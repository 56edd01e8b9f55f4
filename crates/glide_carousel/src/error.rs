//! Error types for glide_carousel

use std::path::PathBuf;

use thiserror::Error;

/// Errors from loading or validating carousel configuration
///
/// Event handling itself never fails; degenerate states turn operations into
/// no-ops instead.
#[derive(Error, Debug)]
pub enum CarouselError {
    /// A configuration value is out of range
    #[error("Invalid carousel config: {0}")]
    InvalidConfig(String),

    /// Failed to read a configuration file
    #[error("Failed to read {path}: {source}")]
    ConfigRead {
        path: PathBuf,
        #[source]
        source: std::io::Error,
    },

    /// Failed to parse configuration TOML
    #[error("Failed to parse carousel config: {0}")]
    ConfigParse(#[from] toml::de::Error),

    /// Failed to serialize configuration TOML
    #[error("Failed to serialize carousel config: {0}")]
    ConfigSerialize(#[from] toml::ser::Error),
}

/// Result type for glide_carousel operations
pub type Result<T> = std::result::Result<T, CarouselError>;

#####

Reproduce the full listing above, keeping every line intact.

Answer to the problem:
repository 56edd01e8b9f55f4
filename crates/glide_carousel/src/error.rs
//! Error types for glide_carousel

use std::path::PathBuf;

use thiserror::Error;

/// Errors from loading or validating carousel configuration
///
/// Event handling itself never fails; degenerate states turn operations into
/// no-ops instead.
#[derive(Error, Debug)]
pub enum CarouselError {
    /// A configuration value is out of range
    #[error("Invalid carousel config: {0}")]
    InvalidConfig(String),

    /// Failed to read a configuration file
    #[error("Failed to read {path}: {source}")]
    ConfigRead {
        path: PathBuf,
        #[source]
        source: std::io::Error,
    },

    /// Failed to parse configuration TOML
    #[error("Failed to parse carousel config: {0}")]
    ConfigParse(#[from] toml::de::Error),

    /// Failed to serialize configuration TOML
    #[error("Failed to serialize carousel config: {0}")]
    ConfigSerialize(#[from] toml::ser::Error),
}

/// Result type for glide_carousel operations
pub type Result<T> = std::result::Result<T, CarouselError>;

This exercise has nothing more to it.